Everyone, except me, was baking, be it bread, cakes, muffins, cupcakes or even more adventurous explorations such slow fermentation experiments with authentic sourdough. The art of baking just exploded.  Other old arts revived were knitting and sewing. People got out their glue sticks, paintbrushes and scissors.  Even darning gain popularity again for goodness sake!

As we tightened our belts we had to expand our creativity.  We had to use only the items in our homes and just the ingredients in the pantry to sustain us.

What this also unleashed was an unprecedented demand for zoom sessions with mums and grandmothers for the family secret recipes and kitchen tutorials. Old family recipes were traded, the classic 3 ingredient scone went viral and YouTube nonnas were trending with their recipes for home pasta and lasagna.

What all this activity highlighted was the beauty and necessity of inter-generational relationships and the value of family rituals, wisdoms and knowledges being shared and maintained.  In our fast paced, fast-food and google-generated information overload, for a moment there, we almost forgot and lost these priceless heirlooms. COVID-10 restored some of the old balance, tilting us back into a good nostalgia and healthy sentimentalism.

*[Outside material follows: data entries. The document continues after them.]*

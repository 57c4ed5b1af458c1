//! Display boards and the logical fleet board behind them.
//!
//! [`Board`] is the grid of [`CellState`] that attacks are resolved against and
//! that the presentation layer draws. [`FleetBoard`] knows which ship occupies
//! each cell, so a strike can report the ship it damaged or sank.

use alloc::vec;
use alloc::vec::Vec;
use core::fmt;
use rand::Rng;

use crate::bitboard::{BitBoard, BitBoardError};
use crate::common::{BoardError, CellState, ShotResult};
use crate::config::BOARD_SIZE;
use crate::ship::{Fleet, Orientation};

type BB = BitBoard<u128, { BOARD_SIZE as usize }>;

const GRID_SIZE: usize = BOARD_SIZE as usize;

/// Fixed 10×10 grid of cell states.
#[derive(Clone, Copy, PartialEq, Eq)]
pub struct Board {
    cells: [[CellState; GRID_SIZE]; GRID_SIZE],
}

impl Board {
    /// An empty board of open water.
    pub fn new() -> Self {
        Self {
            cells: [[CellState::Empty; GRID_SIZE]; GRID_SIZE],
        }
    }

    /// Display board mirroring the ship footprint of `fleet`.
    pub fn from_fleet(fleet: &FleetBoard) -> Self {
        let mut board = Self::new();
        for (r, c) in fleet.occupied().iter_set_bits() {
            board.cells[r][c] = if fleet.is_attacked(r, c) {
                CellState::Hit
            } else {
                CellState::ShipPresent
            };
        }
        for (r, c) in fleet.attacked().iter_set_bits() {
            if board.cells[r][c] == CellState::Empty {
                board.cells[r][c] = CellState::Miss;
            }
        }
        board
    }

    pub fn in_bounds(row: usize, col: usize) -> bool {
        row < GRID_SIZE && col < GRID_SIZE
    }

    pub fn cell(&self, row: usize, col: usize) -> Option<CellState> {
        self.cells.get(row).and_then(|r| r.get(col)).copied()
    }

    pub fn cells(&self) -> &[[CellState; GRID_SIZE]; GRID_SIZE] {
        &self.cells
    }

    /// Mark a ship segment at (row, col).
    pub fn set_ship(&mut self, row: usize, col: usize) -> Result<(), BoardError> {
        let cell = self.cell_mut(row, col)?;
        if cell.is_resolved() {
            return Err(BoardError::AlreadyAttacked);
        }
        *cell = CellState::ShipPresent;
        Ok(())
    }

    pub fn is_resolved(&self, row: usize, col: usize) -> bool {
        self.cell(row, col).is_some_and(CellState::is_resolved)
    }

    /// Resolve an attack at (row, col): a ship segment becomes `Hit`, open
    /// water becomes `Miss`. Returns `true` on a hit.
    pub fn resolve(&mut self, row: usize, col: usize) -> Result<bool, BoardError> {
        let cell = self.cell_mut(row, col)?;
        match *cell {
            CellState::ShipPresent => {
                *cell = CellState::Hit;
                Ok(true)
            }
            CellState::Empty => {
                *cell = CellState::Miss;
                Ok(false)
            }
            CellState::Hit | CellState::Miss => Err(BoardError::AlreadyAttacked),
        }
    }

    /// Number of cells in `state`.
    pub fn count(&self, state: CellState) -> usize {
        self.cells.iter().flatten().filter(|&&c| c == state).count()
    }

    /// Cells that hold a ship segment, hit or not.
    pub fn ship_cells(&self) -> usize {
        self.count(CellState::ShipPresent) + self.count(CellState::Hit)
    }

    fn cell_mut(&mut self, row: usize, col: usize) -> Result<&mut CellState, BoardError> {
        self.cells
            .get_mut(row)
            .and_then(|r| r.get_mut(col))
            .ok_or(BoardError::BitBoardError(BitBoardError::IndexOutOfBounds {
                row,
                col,
            }))
    }

    /// Overwrite (row, col) with the outcome of a strike resolved elsewhere.
    pub(crate) fn mark(&mut self, row: usize, col: usize, hit: bool) -> Result<(), BoardError> {
        let cell = self.cell_mut(row, col)?;
        if cell.is_resolved() {
            return Err(BoardError::AlreadyAttacked);
        }
        *cell = if hit { CellState::Hit } else { CellState::Miss };
        Ok(())
    }
}

impl Default for Board {
    fn default() -> Self {
        Self::new()
    }
}

impl fmt::Debug for Board {
    fn fmt(&self, f: &mut fmt::Formatter<'_>) -> fmt::Result {
        for row in self.cells.iter() {
            for cell in row.iter() {
                let ch = match cell {
                    CellState::Empty => '.',
                    CellState::ShipPresent => 'S',
                    CellState::Hit => 'X',
                    CellState::Miss => 'o',
                };
                write!(f, "{} ", ch)?;
            }
            writeln!(f)?;
        }
        Ok(())
    }
}

/// Logical board: a fleet, where each ship sits, and which cells were struck.
#[derive(Clone, PartialEq, Eq)]
pub struct FleetBoard {
    fleet: Fleet,
    masks: Vec<Option<BB>>,
    occupied: BB,
    attacked: BB,
}

impl FleetBoard {
    /// Board with `fleet` unplaced.
    pub fn new(fleet: Fleet) -> Self {
        let masks = vec![None; fleet.len()];
        Self {
            fleet,
            masks,
            occupied: BB::new(),
            attacked: BB::new(),
        }
    }

    pub fn fleet(&self) -> &Fleet {
        &self.fleet
    }

    /// Footprint of every placed ship.
    pub fn occupied(&self) -> BB {
        self.occupied
    }

    /// Every cell struck so far.
    pub fn attacked(&self) -> BB {
        self.attacked
    }

    pub fn is_attacked(&self, row: usize, col: usize) -> bool {
        self.attacked.get(row, col).unwrap_or(false)
    }

    pub fn is_fully_placed(&self) -> bool {
        self.masks.iter().all(Option::is_some)
    }

    /// Index of the ship covering (row, col), if any.
    pub fn ship_at(&self, row: usize, col: usize) -> Option<usize> {
        self.masks
            .iter()
            .position(|m| m.is_some_and(|m| m.get(row, col).unwrap_or(false)))
    }

    /// Place ship `ship_index` with its bow at (row, col).
    pub fn place(
        &mut self,
        ship_index: usize,
        row: usize,
        col: usize,
        orientation: Orientation,
    ) -> Result<(), BoardError> {
        let Some(ship) = self.fleet.ships().get(ship_index) else {
            return Err(BoardError::InvalidIndex);
        };
        if self.masks[ship_index].is_some() {
            return Err(BoardError::ShipAlreadyPlaced);
        }
        let mask = footprint(ship.size(), orientation, row, col)?;
        if !(self.occupied & mask).is_empty() {
            return Err(BoardError::ShipOverlaps);
        }
        self.occupied |= mask;
        self.masks[ship_index] = Some(mask);
        if let Some(ship) = self.fleet.ship_mut(ship_index) {
            ship.set_orientation(orientation);
        }
        Ok(())
    }

    /// Returns a random non-overlapping (row, col, orientation) for `ship_index`.
    pub fn random_placement<R: Rng + ?Sized>(
        &self,
        rng: &mut R,
        ship_index: usize,
    ) -> Result<(usize, usize, Orientation), BoardError> {
        let size = self
            .fleet
            .ships()
            .get(ship_index)
            .ok_or(BoardError::InvalidIndex)?
            .size();
        if size == 0 || size > GRID_SIZE {
            return Err(BoardError::ShipOutOfBounds);
        }
        for _ in 0..100 {
            let orient = if rng.random() {
                Orientation::Horizontal
            } else {
                Orientation::Vertical
            };
            let (max_r, max_c) = match orient {
                Orientation::Horizontal => (GRID_SIZE - 1, GRID_SIZE - size),
                Orientation::Vertical => (GRID_SIZE - size, GRID_SIZE - 1),
            };
            let r = rng.random_range(0..=max_r);
            let c = rng.random_range(0..=max_c);
            let mask = footprint(size, orient, r, c)?;
            if (self.occupied & mask).is_empty() {
                return Ok((r, c, orient));
            }
        }
        Err(BoardError::UnableToPlaceShip)
    }

    /// Randomly place every ship not yet on the board.
    pub fn place_randomly<R: Rng + ?Sized>(&mut self, rng: &mut R) -> Result<(), BoardError> {
        for i in 0..self.masks.len() {
            if self.masks[i].is_some() {
                continue;
            }
            let (r, c, o) = self.random_placement(rng, i)?;
            self.place(i, r, c, o)?;
        }
        Ok(())
    }

    /// Strike (row, col), damaging whichever ship lies there.
    pub fn strike(&mut self, row: usize, col: usize) -> Result<ShotResult, BoardError> {
        if self.attacked.get(row, col)? {
            return Err(BoardError::AlreadyAttacked);
        }
        self.attacked.set(row, col)?;
        if !self.occupied.get(row, col)? {
            return Ok(ShotResult::Miss);
        }
        let index = self.ship_at(row, col).ok_or(BoardError::UnknownShipHit)?;
        let ship = self
            .fleet
            .ship_mut(index)
            .ok_or(BoardError::UnknownShipHit)?;
        if ship.register_hit() {
            Ok(ShotResult::Sunk {
                name: ship.name(),
                size: ship.size(),
            })
        } else {
            Ok(ShotResult::Hit)
        }
    }
}

impl fmt::Debug for FleetBoard {
    fn fmt(&self, f: &mut fmt::Formatter<'_>) -> fmt::Result {
        f.debug_struct("FleetBoard")
            .field("fleet", &self.fleet)
            .field("occupied", &self.occupied)
            .field("attacked", &self.attacked)
            .finish()
    }
}

/// Occupancy mask of a ship of `size` with its bow at (row, col).
fn footprint(
    size: usize,
    orientation: Orientation,
    row: usize,
    col: usize,
) -> Result<BB, BoardError> {
    let fits = match orientation {
        Orientation::Horizontal => row < GRID_SIZE && col + size <= GRID_SIZE,
        Orientation::Vertical => col < GRID_SIZE && row + size <= GRID_SIZE,
    };
    if !fits {
        return Err(BoardError::ShipOutOfBounds);
    }
    let mut mask = BB::new();
    for i in 0..size {
        let (r, c) = match orientation {
            Orientation::Horizontal => (row, col + i),
            Orientation::Vertical => (row + i, col),
        };
        mask.set(r, c)?;
    }
    Ok(mask)
}

#[cfg(test)]
mod tests {
    use super::*;

    #[test]
    fn footprint_rejects_overhang() {
        assert_eq!(
            footprint(3, Orientation::Horizontal, 0, 8).unwrap_err(),
            BoardError::ShipOutOfBounds
        );
        assert_eq!(
            footprint(3, Orientation::Vertical, 8, 0).unwrap_err(),
            BoardError::ShipOutOfBounds
        );
        assert_eq!(footprint(3, Orientation::Vertical, 7, 9).unwrap().count_ones(), 3);
    }
}
//! Resolution of single attacks against a board.
//!
//! [`AttackService`] knows nothing about turns: it mutates one cell, bumps the
//! attacker's counters and reports whether the attacker just won.

use crate::ai::{AiPlayer, AiShot};
use crate::board::{Board, FleetBoard};
use crate::common::{BoardError, ShotResult};

/// Anything the AI engine can shoot at.
pub trait Battlefield {
    type Error;

    /// Resolve a shot at (row, col).
    fn fire(&mut self, row: usize, col: usize) -> Result<ShotResult, Self::Error>;
}

impl Battlefield for FleetBoard {
    type Error = BoardError;

    fn fire(&mut self, row: usize, col: usize) -> Result<ShotResult, BoardError> {
        self.strike(row, col)
    }
}

/// Counters after a player attack.
#[derive(Debug, Clone, Copy, PartialEq, Eq)]
pub struct AttackOutcome {
    pub shots: usize,
    pub hits: usize,
    pub hit: bool,
    pub game_over: bool,
}

/// Counters and target after an AI attack.
#[derive(Debug, Clone, Copy, PartialEq, Eq)]
pub struct AiAttackOutcome {
    pub shot: AiShot,
    pub shots: usize,
    pub hits: usize,
    pub game_over: bool,
}

impl AiAttackOutcome {
    pub fn hit(&self) -> bool {
        self.shot.result.is_hit()
    }
}

/// Logical board with its display board kept in step.
struct MirroredTarget<'a> {
    logical: &'a mut FleetBoard,
    display: &'a mut Board,
}

impl Battlefield for MirroredTarget<'_> {
    type Error = BoardError;

    fn fire(&mut self, row: usize, col: usize) -> Result<ShotResult, BoardError> {
        let result = self.logical.strike(row, col)?;
        self.display.mark(row, col, result.is_hit())?;
        Ok(result)
    }
}

#[derive(Debug, Clone, Copy, Default)]
pub struct AttackService;

impl AttackService {
    pub fn new() -> Self {
        Self
    }

    /// Resolve an attack at (row, col) on `board`.
    ///
    /// The caller guarantees the cell is unresolved; an already resolved cell
    /// is reported as [`BoardError::AlreadyAttacked`] with counters untouched.
    pub fn resolve_attack(
        &self,
        board: &mut Board,
        row: usize,
        col: usize,
        shots: usize,
        hits: usize,
        total_ship_cells: usize,
    ) -> Result<AttackOutcome, BoardError> {
        let hit = board.resolve(row, col)?;
        let shots = shots + 1;
        let hits = if hit { hits + 1 } else { hits };
        Ok(AttackOutcome {
            shots,
            hits,
            hit,
            game_over: hits == total_ship_cells,
        })
    }

    /// Let `ai` choose a cell and resolve it against the defender's logical
    /// board, mirroring the outcome onto the display board. A sunk ship is
    /// also marked destroyed in the engine's model of the defender's fleet.
    ///
    /// Returns `Ok(None)` if the engine had nothing left to attack.
    pub fn resolve_ai_attack(
        &self,
        ai: &mut AiPlayer,
        logical: &mut FleetBoard,
        display: &mut Board,
        shots: usize,
        hits: usize,
        total_ship_cells: usize,
    ) -> Result<Option<AiAttackOutcome>, BoardError> {
        let mut target = MirroredTarget { logical, display };
        let Some(shot) = ai.attack(&mut target)? else {
            return Ok(None);
        };
        let shots = shots + 1;
        let hits = if shot.result.is_hit() { hits + 1 } else { hits };
        Ok(Some(AiAttackOutcome {
            shot,
            shots,
            hits,
            game_over: hits == total_ship_cells,
        }))
    }
}
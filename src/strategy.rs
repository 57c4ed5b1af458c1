//! Targeting strategies of the AI engine.
//!
//! The set is closed: each turn the engine walks its fixed, ordered slice of
//! strategies and stops at the first one that fires.

use crate::ai::{AiPlayer, AiShot};
use crate::attack::Battlefield;

#[derive(Debug, Clone, Copy, PartialEq, Eq, Hash)]
pub enum Strategy {
    /// Drain loose candidates around an isolated hit. Only before a ship's
    /// orientation is known.
    Discovery,
    /// Drain the candidate queue, chasing or not.
    FullLine,
    /// Stride search sized to the smallest living ship. Only with an empty queue.
    StrategicSearch,
    /// Uniformly random untried cell. Only with an empty queue.
    RandomSearch,
}

impl Strategy {
    /// Fire one shot if this strategy applies, `Ok(None)` if it declines.
    pub fn try_attack<F: Battlefield>(
        self,
        ai: &mut AiPlayer,
        field: &mut F,
    ) -> Result<Option<AiShot>, F::Error> {
        let target = match self {
            Strategy::Discovery => {
                if ai.is_chasing() {
                    return Ok(None);
                }
                ai.pop_candidate()
            }
            Strategy::FullLine => ai.pop_candidate(),
            Strategy::StrategicSearch => {
                if ai.has_candidates() {
                    return Ok(None);
                }
                ai.size_of_next_ship()
                    .and_then(|size| ai.strategic_cell(size))
            }
            Strategy::RandomSearch => {
                if ai.has_candidates() {
                    return Ok(None);
                }
                ai.random_cell()
            }
        };
        match target {
            Some((row, col)) => ai.strike(field, row, col, self).map(Some),
            None => Ok(None),
        }
    }
}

The revival of family rituals of connection, handcrafted items and bespoke traditions maybe comes as no surprise as we were forced to gather at the hearth and bunker down, but what was surprising was our appetite for them and how much we enjoyed them. And even more heartening is the desire to maintain them and more strongly embed them back into our daily lives and family ethos moving forwards.

As we begin to brave into a wider circle and open up our lives again, the ‘new normal’ that we can create might actually be closer to an ‘old familiar’ way of being. For many I have spoken to, this is already happening and some of the ways things have transformed for many folk include a return to weekly all-in family dinners; intergenerational baking days; at-home crafting circles; knitting and bookclubs; the planting of home and even neighbourhood/community food gardens; and a revaluing of family traditions with a more mindful creating of legacy.

Time apart paradoxically brought us closer together.  Isolated in our home and small domestic groups made us value our extended familial relationships and the knowledge that lives amongst us.  Our collective community effort to isolate to protect the most vulnerable in our society may have just been the action required to reunite them back into the heart of families and highlight the value inherent in our older members of society.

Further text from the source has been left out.